Determine the number of lines in the listing that contain "directories". Write only that number.
═════ Given records ═════
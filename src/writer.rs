use std::fmt::Write as _;
use std::fs::{self, OpenOptions};
use std::io::Write as _;
use std::path::Path;

use indexmap::IndexSet;
use tracing::info;

use crate::error::{Error, Result};
use crate::section::{Package, Section, Value};

/// Render a section as a `config` block followed by one line per option value and
/// a blank separator line.
///
/// # Errors
///
/// Returns [`Error::InvalidSection`] if the type, name or origin path is empty.
pub fn render_section(section: &Section) -> Result<String> {
    let missing = if section.kind().is_empty() {
        Some("type")
    } else if section.name().is_empty() {
        Some("name")
    } else if section.path().as_os_str().is_empty() {
        Some("origin path")
    } else {
        None
    };

    if let Some(missing) = missing {
        return Err(Error::InvalidSection {
            name: section.name().to_owned(),
            missing,
        });
    }

    let mut text = format!("config {}", section.kind());
    if !section.is_anonymous() {
        _ = write!(text, " '{}'", section.name());
    }
    text.push('\n');

    for (option, value) in section.options() {
        match value {
            Value::Raw(value) => {
                _ = writeln!(text, "\toption {option} '{value}'");
            }
            Value::List(values) => {
                for value in values {
                    _ = writeln!(text, "\tlist {option} '{value}'");
                }
            }
        }
    }
    text.push('\n');

    Ok(text)
}

/// Append one section to the end of its origin file, creating the file if needed.
///
/// # Errors
///
/// Fails on invalid section metadata or if the file cannot be written.
pub fn write_section(section: &Section) -> Result<()> {
    let text = render_section(section)?;
    append(section.path(), &text)?;

    info!(
        section = section.name(),
        path = %section.path().display(),
        "wrote section",
    );
    Ok(())
}

/// Replace every file that holds a section of `package` with the in-memory sections.
///
/// Deletion is per file: anything else a removed file contained is lost, including
/// sections of other packages. A failure midway leaves the files already written.
///
/// # Errors
///
/// Fails before deleting anything if a section is invalid, otherwise on the first
/// delete or append that fails.
pub fn write_package(package: &Package) -> Result<()> {
    for section in package.sections() {
        render_section(section)?;
    }

    let files = package
        .sections()
        .map(Section::path)
        .collect::<IndexSet<&Path>>();

    for file in &files {
        fs::remove_file(file).map_err(Error::io(*file))?;
        info!(path = %file.display(), "deleted config file");
    }

    for file in files {
        // Without a header the package would be renamed after the file on the next read.
        if file.file_name().is_none_or(|name| name != package.name()) {
            append(file, &format!("package {}\n\n", package.name()))?;
        }
    }

    for section in package.sections() {
        write_section(section)?;
    }

    Ok(())
}

fn append(path: &Path, text: &str) -> Result<()> {
    let mut file = OpenOptions::new()
        .create(true)
        .append(true)
        .open(path)
        .map_err(Error::io(path))?;

    file.write_all(text.as_bytes()).map_err(Error::io(path))
}
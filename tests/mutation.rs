use std::fs;

use uci::{Error, SetRequest, Store, Value};

const NETWORK: &str = "\
package network

config interface 'lan'
	option ipaddr '192.168.1.1'
	option proto 'static'

config interface 'wan'
	option proto 'dhcp'
	list dns '1.1.1.1'
	list dns '8.8.8.8'

config globals
	option ula_prefix 'fd00::/48'
";

fn request(option: &str, value: &str) -> SetRequest {
    SetRequest {
        package: Some("network".to_owned()),
        section: Some("lan".to_owned()),
        option: Some(option.to_owned()),
        value: Some(value.to_owned()),
    }
}

#[test]
fn set_option_regenerates_file() {
    let dir = tempfile::tempdir().expect("failed to create temp dir");
    let path = dir.path().join("network");
    fs::write(&path, NETWORK).expect("failed to write config");
    let store = Store::new(dir.path());

    store
        .set(&request("ipaddr", "10.0.0.1"))
        .expect("failed to set option");

    let text = fs::read_to_string(&path).expect("failed to read rewritten file");
    assert!(text.contains("config interface 'lan'\n\toption ipaddr '10.0.0.1'\n"));
    assert!(!text.contains("192.168.1.1"));

    let package = store.package("network").expect("package still exists");
    let names = package.sections().map(uci::Section::name).collect::<Vec<_>>();
    assert_eq!(names, ["lan", "wan", "anonymous0"]);

    let wan = package.section("wan").expect("wan survived the rewrite");
    assert_eq!(
        wan.get("dns"),
        Some(&Value::List(vec!["1.1.1.1".to_owned(), "8.8.8.8".to_owned()]))
    );
    assert_eq!(
        package.section("anonymous0").and_then(|s| s.get("ula_prefix")),
        Some(&Value::from("fd00::/48"))
    );
}

#[test]
fn set_spans_every_file_of_package() {
    let dir = tempfile::tempdir().expect("failed to create temp dir");
    fs::write(dir.path().join("network"), NETWORK).expect("failed to write config");
    fs::create_dir(dir.path().join("extra")).expect("failed to create subdir");
    fs::write(
        dir.path().join("extra/vpn"),
        "package network\nconfig interface 'vpn'\n\toption proto 'wireguard'\n",
    )
    .expect("failed to write config");
    let store = Store::new(dir.path());

    store
        .set(&request("proto", "dhcp"))
        .expect("failed to set option");

    let vpn = fs::read_to_string(dir.path().join("extra/vpn")).expect("vpn file rewritten");
    assert_eq!(
        vpn,
        "package network\n\nconfig interface 'vpn'\n\toption proto 'wireguard'\n\n"
    );

    let lan = store.section("network", "lan").expect("lan exists");
    assert_eq!(lan.get("proto"), Some(&Value::from("dhcp")));
    assert_eq!(store.packages().expect("failed to list"), ["network"]);
}

#[test]
fn set_on_missing_section_touches_nothing() {
    let dir = tempfile::tempdir().expect("failed to create temp dir");
    let path = dir.path().join("network");
    fs::write(&path, NETWORK).expect("failed to write config");
    let store = Store::new(dir.path());

    let mut missing = request("ipaddr", "10.0.0.1");
    missing.section = Some("dmz".to_owned());

    assert!(matches!(
        store.set(&missing),
        Err(Error::SectionNotFound(name)) if name == "dmz"
    ));
    assert_eq!(fs::read_to_string(&path).expect("file untouched"), NETWORK);
}
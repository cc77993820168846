use std::path::{Path, PathBuf};

use serde::Deserialize;

use crate::error::Result;

pub const DEFAULT_ROOT: &str = "/etc/config";

/// How synthesized names of anonymous sections are numbered when several files
/// contribute to one package.
#[derive(Debug, Clone, Copy, Default, PartialEq, Eq, Deserialize)]
#[serde(rename_all = "kebab-case")]
pub enum AnonymousNaming {
    /// Counter restarts in every file, so `anonymous0` of one file replaces
    /// `anonymous0` of another when they share a package.
    PerFile,
    /// One counter per package, advanced in merge order.
    #[default]
    PerPackage,
}

#[derive(Debug, Clone, PartialEq, Eq, Deserialize)]
pub struct Settings {
    /// Directory scanned recursively for config files.
    pub root: PathBuf,
    #[serde(default)]
    pub anonymous_naming: AnonymousNaming,
}

impl Default for Settings {
    fn default() -> Self {
        Self {
            root: PathBuf::from(DEFAULT_ROOT),
            anonymous_naming: AnonymousNaming::default(),
        }
    }
}

impl Settings {
    /// Layer built-in defaults, an optional TOML file and `UCI_*` environment variables.
    ///
    /// # Errors
    ///
    /// Returns [`crate::Error::Config`] if a source is malformed or a value has the wrong type.
    pub fn load(file: Option<&Path>) -> Result<Self> {
        let mut builder = ::config::Config::builder()
            .set_default("root", DEFAULT_ROOT)?
            .set_default("anonymous_naming", "per-package")?;

        if let Some(file) = file {
            builder = builder.add_source(::config::File::from(file).required(false));
        }

        let settings = builder
            .add_source(::config::Environment::with_prefix("UCI"))
            .build()?
            .try_deserialize()?;

        Ok(settings)
    }
}

#[cfg(test)]
mod tests {
    use std::fs;

    use super::*;

    #[test]
    fn defaults_without_sources() {
        let settings = Settings::load(None).expect("defaults are always valid");

        assert_eq!(settings.root, PathBuf::from(DEFAULT_ROOT));
        assert_eq!(settings.anonymous_naming, AnonymousNaming::PerPackage);
    }

    #[test]
    fn file_overrides_defaults() {
        let dir = tempfile::tempdir().expect("failed to create temp dir");
        let file = dir.path().join("uci.toml");
        fs::write(&file, "root = \"/tmp/cfg\"\nanonymous_naming = \"per-file\"\n")
            .expect("failed to write settings");

        let settings = Settings::load(Some(&file)).expect("failed to load settings");

        assert_eq!(settings.root, PathBuf::from("/tmp/cfg"));
        assert_eq!(settings.anonymous_naming, AnonymousNaming::PerFile);
    }

    #[test]
    fn missing_file_is_optional() {
        let settings = Settings::load(Some(Path::new("/nonexistent/uci.toml")))
            .expect("missing settings file is not an error");

        assert_eq!(settings, Settings::default());
    }
}
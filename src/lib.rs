#![warn(
    clippy::correctness,
    clippy::suspicious,
    clippy::complexity,
    clippy::perf,
    clippy::style,
    clippy::pedantic
)]

//! Reader and writer for uci-style configuration directories.
//!
//! Each file holds one package made of `config` sections carrying `option` and
//! `list` values:
//!
//! ```text
//! package network
//!
//! config interface 'lan'
//!     option proto 'static'
//!     list dns '1.1.1.1'
//! ```
//!
//! Files are parsed leniently (unknown or incomplete lines are skipped), merged by
//! package name across a directory, and written back by regenerating whole files.

pub mod config;
mod error;
pub mod parser;
pub mod query;
mod section;
pub mod store;
pub mod writer;

pub use crate::config::{AnonymousNaming, Settings};
pub use crate::error::{Error, Result};
pub use crate::parser::{Directive, parse_file, parse_reader};
pub use crate::query::{GetRequest, Response, SetRequest};
pub use crate::section::{Package, Section, Value};
pub use crate::store::Store;
use serde::{Deserialize, Serialize};
use tracing::info;

use crate::error::{Error, Result};
use crate::section::{Package, Section, Value};
use crate::store::Store;
use crate::writer;

/// A read request. Which fields are present selects the lookup.
#[derive(Debug, Clone, Default, PartialEq, Eq, Deserialize)]
pub struct GetRequest {
    pub package: Option<String>,
    pub section: Option<String>,
    #[serde(rename = "type")]
    pub kind: Option<String>,
    pub option: Option<String>,
}

/// A write request. Without `option` it asks for a new section.
#[derive(Debug, Clone, Default, PartialEq, Eq, Deserialize)]
pub struct SetRequest {
    pub package: Option<String>,
    pub section: Option<String>,
    pub option: Option<String>,
    pub value: Option<String>,
}

#[derive(Debug, Clone, PartialEq, Eq, Serialize)]
#[serde(untagged)]
pub enum Response {
    Packages { packages: Vec<String> },
    Package(Package),
    Section(SectionResponse),
    Sections(Package),
    /// Reserved for option-level lookups, which currently fail with
    /// [`Error::NotImplemented`].
    Value(Value),
}

/// Serializes as `{ "<section name>": { ... } }`.
#[derive(Debug, Clone, PartialEq, Eq)]
pub struct SectionResponse(pub Section);

impl Serialize for SectionResponse {
    fn serialize<S: serde::Serializer>(&self, serializer: S) -> Result<S::Ok, S::Error> {
        use serde::ser::SerializeMap;

        let mut map = serializer.serialize_map(Some(1))?;
        map.serialize_entry(self.0.name(), &self.0)?;
        map.end()
    }
}

impl Store {
    /// Answer a read request.
    ///
    /// # Errors
    ///
    /// Propagates lookup errors; option-level lookups are [`Error::NotImplemented`].
    pub fn get(&self, request: &GetRequest) -> Result<Response> {
        let Some(package) = request.package.as_deref() else {
            return Ok(Response::Packages {
                packages: self.packages()?,
            });
        };

        match (&request.section, &request.kind, &request.option) {
            (Some(section), _, Some(option)) => self
                .option_of_section(package, section, option)
                .map(Response::Value),
            (Some(section), _, None) => Ok(Response::Section(SectionResponse(
                self.section(package, section)?,
            ))),
            (None, Some(kind), Some(option)) => self
                .option_of_type(package, kind, option)
                .map(Response::Value),
            (None, Some(kind), None) => {
                Ok(Response::Sections(self.sections_of_type(package, kind)?))
            }
            (None, None, _) => Ok(Response::Package(self.package(package)?)),
        }
    }

    /// Set one option of an existing section and rewrite every file of its package.
    ///
    /// # Errors
    ///
    /// Returns [`Error::MissingField`] before any I/O when `package`, `section` or
    /// `value` is absent or empty, [`Error::NotImplemented`] when `option` is,
    /// [`Error::InvalidValue`] when the option or value would not survive a rewrite,
    /// and lookup or write errors otherwise.
    pub fn set(&self, request: &SetRequest) -> Result<()> {
        let package = non_empty(request.package.as_deref()).ok_or(Error::MissingField("package"))?;
        let section = non_empty(request.section.as_deref()).ok_or(Error::MissingField("section"))?;
        let value = non_empty(request.value.as_deref()).ok_or(Error::MissingField("value"))?;

        let Some(option) = non_empty(request.option.as_deref()) else {
            return Err(Error::NotImplemented("adding a section"));
        };

        // Written as `option <name> '<value>'`: the name must stay one token and the
        // value one line without quotes.
        if option.contains(|c: char| c.is_whitespace() || c == '\'' || c == '"') {
            return Err(Error::InvalidValue {
                field: "option",
                value: option.to_owned(),
            });
        }
        if value.contains(['\n', '\r', '\'', '"']) {
            return Err(Error::InvalidValue {
                field: "value",
                value: value.to_owned(),
            });
        }

        let mut tree = self.package(package)?;
        tree.section_mut(section)
            .ok_or_else(|| Error::SectionNotFound(section.to_owned()))?
            .set(option, value);

        writer::write_package(&tree)?;
        info!(package, section, option, value, "option set");
        Ok(())
    }
}

fn non_empty(field: Option<&str>) -> Option<&str> {
    field.filter(|s| !s.is_empty())
}
// /////////////////////////////////////////////////////////////////////////////
// Wizard's Toolkit
// Copyright (c) 2025 A Bit of Help, Inc.
// SPDX-License-Identifier: BSD-3-Clause
// See LICENSE file in the project root.
// /////////////////////////////////////////////////////////////////////////////

//! # Configuration
//!
//! Environment-driven path resolution only. None of these variables carry
//! secrets; they name directories the keyring file service and passphrase
//! source consult.

use std::path::PathBuf;

/// Resolves the directory temporary keyring-file artifacts are created
/// under, preferring `WIZARD_TMPDIR`, then `TMPDIR`, then `TMP`, then
/// `TEMP`, then the platform default.
pub fn resolve_tmp_dir() -> PathBuf {
    for var in ["WIZARD_TMPDIR", "TMPDIR", "TMP", "TEMP"] {
        if let Some(path) = non_empty_env(var) {
            return PathBuf::from(path);
        }
    }
    std::env::temp_dir()
}

/// Resolves the directory persistent configuration and keyring files live
/// under, preferring `WIZARD_HOME`, then `XDG_CONFIG_HOME`, then
/// `$HOME/.wizard`, in that precedence.
pub fn resolve_config_dir() -> Option<PathBuf> {
    if let Some(path) = non_empty_env("WIZARD_HOME") {
        return Some(PathBuf::from(path));
    }
    if let Some(path) = non_empty_env("XDG_CONFIG_HOME") {
        return Some(PathBuf::from(path).join("wizard"));
    }
    non_empty_env("HOME").map(|home| PathBuf::from(home).join(".wizard"))
}

fn non_empty_env(var: &str) -> Option<String> {
    std::env::var(var).ok().filter(|v| !v.is_empty())
}

#[cfg(test)]
mod tests {
    use super::*;

    #[test]
    fn resolve_tmp_dir_prefers_wizard_tmpdir() {
        // SAFETY: tests run single-threaded within this process's env
        // mutation scope is accepted for this exercise.
        unsafe {
            std::env::set_var("WIZARD_TMPDIR", "/tmp/wizard-test-dir");
        }
        assert_eq!(resolve_tmp_dir(), PathBuf::from("/tmp/wizard-test-dir"));
        unsafe {
            std::env::remove_var("WIZARD_TMPDIR");
        }
    }

    #[test]
    fn resolve_tmp_dir_falls_back_to_platform_default() {
        unsafe {
            std::env::remove_var("WIZARD_TMPDIR");
            std::env::remove_var("TMPDIR");
            std::env::remove_var("TMP");
            std::env::remove_var("TEMP");
        }
        assert_eq!(resolve_tmp_dir(), std::env::temp_dir());
    }

    #[test]
    fn resolve_config_dir_prefers_wizard_home() {
        unsafe {
            std::env::set_var("WIZARD_HOME", "/tmp/wizard-home");
        }
        assert_eq!(resolve_config_dir(), Some(PathBuf::from("/tmp/wizard-home")));
        unsafe {
            std::env::remove_var("WIZARD_HOME");
        }
    }

    #[test]
    fn resolve_config_dir_falls_back_to_xdg_then_home() {
        unsafe {
            std::env::remove_var("WIZARD_HOME");
            std::env::set_var("XDG_CONFIG_HOME", "/tmp/xdg");
        }
        assert_eq!(resolve_config_dir(), Some(PathBuf::from("/tmp/xdg/wizard")));
        unsafe {
            std::env::remove_var("XDG_CONFIG_HOME");
        }
    }
}
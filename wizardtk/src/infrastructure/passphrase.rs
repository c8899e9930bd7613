// /////////////////////////////////////////////////////////////////////////////
// Wizard's Toolkit
// Copyright (c) 2025 A Bit of Help, Inc.
// SPDX-License-Identifier: BSD-3-Clause
// See LICENSE file in the project root.
// /////////////////////////////////////////////////////////////////////////////

//! # Passphrase Input
//!
//! A TTY-aware passphrase prompt: disables terminal echo via POSIX termios,
//! confirms the passphrase by prompting twice, and restores terminal state
//! on every exit path — including delivery of a signal that would otherwise
//! leave the controlling terminal echo-less. Built directly on `libc`
//! syscalls rather than a `termios`/`nix` crate, matching how this
//! workspace's other platform-facing code reaches for `libc` directly
//! instead of a higher-level POSIX wrapper.

use wizardtk_core::error::{Result, WizardError};
use wizardtk_core::value_objects::ByteBuffer;

const PROMPT_FIRST: &str = "Enter passphrase: ";
const PROMPT_SECOND: &str = "Enter same passphrase again: ";
const MISMATCH_MESSAGE: &str = "Passphrases are different.  Try again.";
const MAX_PASSPHRASE_LEN: usize = 1024;

/// Prompts twice and confirms the two entries match, retrying on mismatch.
pub fn get_passphrase() -> Result<ByteBuffer> {
    loop {
        let first = get_phrase(PROMPT_FIRST)?;
        let second = get_phrase(PROMPT_SECOND)?;
        if first == second {
            return Ok(first);
        }
        eprintln!("{MISMATCH_MESSAGE}");
    }
}

/// Reads one line from the controlling terminal with echo disabled, or
/// falls back to standard input (with a visible warning) when no TTY is
/// available.
#[cfg(unix)]
pub fn get_phrase(prompt: &str) -> Result<ByteBuffer> {
    unix::get_phrase(prompt)
}

#[cfg(not(unix))]
pub fn get_phrase(prompt: &str) -> Result<ByteBuffer> {
    fallback::get_phrase(prompt)
}

#[cfg(unix)]
mod unix {
    use std::io::Write;
    use std::sync::atomic::{AtomicI32, Ordering};

    use super::*;

    static SIGNAL_NUMBER: AtomicI32 = AtomicI32::new(0);

    const WATCHED_SIGNALS: [libc::c_int; 9] = [
        libc::SIGALRM,
        libc::SIGHUP,
        libc::SIGINT,
        libc::SIGPIPE,
        libc::SIGQUIT,
        libc::SIGTERM,
        libc::SIGTSTP,
        libc::SIGTTIN,
        libc::SIGTTOU,
    ];

    extern "C" fn record_signal(signal: libc::c_int) {
        // Async-signal-safe: a single atomic store, nothing else.
        SIGNAL_NUMBER.store(signal, Ordering::SeqCst);
    }

    struct SignalGuard {
        previous: Vec<(libc::c_int, libc::sigaction)>,
    }

    impl SignalGuard {
        fn install() -> Self {
            let mut previous = Vec::with_capacity(WATCHED_SIGNALS.len());
            let mut action: libc::sigaction = unsafe { std::mem::zeroed() };
            action.sa_sigaction = record_signal as usize;
            unsafe {
                libc::sigemptyset(&mut action.sa_mask);
            }
            action.sa_flags = 0;

            for &signal in &WATCHED_SIGNALS {
                let mut old: libc::sigaction = unsafe { std::mem::zeroed() };
                unsafe {
                    libc::sigaction(signal, &action, &mut old);
                }
                previous.push((signal, old));
            }
            Self { previous }
        }

        fn pending(&self) -> libc::c_int {
            SIGNAL_NUMBER.load(Ordering::SeqCst)
        }
    }

    impl Drop for SignalGuard {
        fn drop(&mut self) {
            for (signal, old) in &self.previous {
                unsafe {
                    libc::sigaction(*signal, old, std::ptr::null_mut());
                }
            }
        }
    }

    struct TerminalGuard {
        fd: libc::c_int,
        owns_fd: bool,
        original: libc::termios,
    }

    impl TerminalGuard {
        fn open() -> Result<Self> {
            let path = std::ffi::CString::new("/dev/tty").expect("no interior NUL");
            let fd = unsafe { libc::open(path.as_ptr(), libc::O_RDWR) };
            let (fd, owns_fd) = if fd >= 0 {
                (fd, true)
            } else {
                (libc::STDIN_FILENO, false)
            };

            let mut original: libc::termios = unsafe { std::mem::zeroed() };
            if unsafe { libc::tcgetattr(fd, &mut original) } != 0 {
                if owns_fd {
                    unsafe {
                        libc::close(fd);
                    }
                }
                return Err(WizardError::passphrase(
                    "no controlling terminal available for echo-off input",
                ));
            }

            let mut silenced = original;
            silenced.c_lflag &= !(libc::ECHO | libc::ECHONL);
            if unsafe { libc::tcsetattr(fd, libc::TCSAFLUSH, &silenced) } != 0 {
                if owns_fd {
                    unsafe {
                        libc::close(fd);
                    }
                }
                return Err(WizardError::passphrase("failed to disable terminal echo"));
            }

            Ok(Self { fd, owns_fd, original })
        }

        fn read_line(&self) -> Result<Vec<u8>> {
            let mut bytes = Vec::new();
            let mut byte = [0u8; 1];
            loop {
                let n = unsafe { libc::read(self.fd, byte.as_mut_ptr() as *mut libc::c_void, 1) };
                if n <= 0 {
                    break;
                }
                if byte[0] == b'\n' || byte[0] == b'\r' {
                    break;
                }
                bytes.push(byte[0]);
                if bytes.len() >= MAX_PASSPHRASE_LEN {
                    break;
                }
            }
            Ok(bytes)
        }
    }

    impl Drop for TerminalGuard {
        fn drop(&mut self) {
            unsafe {
                libc::tcsetattr(self.fd, libc::TCSAFLUSH, &self.original);
            }
            if self.owns_fd {
                unsafe {
                    libc::close(self.fd);
                }
            }
        }
    }

    pub fn get_phrase(prompt: &str) -> Result<ByteBuffer> {
        print!("{prompt}");
        std::io::stdout()
            .flush()
            .map_err(|e| WizardError::passphrase(e.to_string()))?;

        let signals = SignalGuard::install();
        let terminal = TerminalGuard::open();

        let terminal = match terminal {
            Ok(t) => t,
            Err(e) => {
                drop(signals);
                return Err(e);
            }
        };

        let bytes = terminal.read_line();
        // Drop order matters: restore the terminal before the signal
        // handlers so a re-raised signal's default action doesn't fire
        // against an echo-disabled terminal.
        let pending = signals.pending();
        drop(terminal);
        drop(signals);
        println!();

        if pending != 0 {
            unsafe {
                libc::raise(pending);
            }
            if matches!(pending, libc::SIGTSTP | libc::SIGTTIN | libc::SIGTTOU) {
                // The process has resumed: retry the prompt from scratch.
                return get_phrase(prompt);
            }
        }

        Ok(ByteBuffer::from_vec(bytes?))
    }
}

#[cfg(not(unix))]
mod fallback {
    use std::io::{BufRead, Write};

    use super::*;

    pub fn get_phrase(prompt: &str) -> Result<ByteBuffer> {
        eprintln!("warning: terminal echo suppression is unavailable on this platform");
        print!("{prompt}");
        std::io::stdout()
            .flush()
            .map_err(|e| WizardError::passphrase(e.to_string()))?;
        let mut line = String::new();
        std::io::stdin()
            .lock()
            .read_line(&mut line)
            .map_err(|e| WizardError::passphrase(e.to_string()))?;
        let trimmed = line.trim_end_matches(['\n', '\r']);
        Ok(ByteBuffer::from_string(trimmed))
    }
}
═════
Finished exercise: 2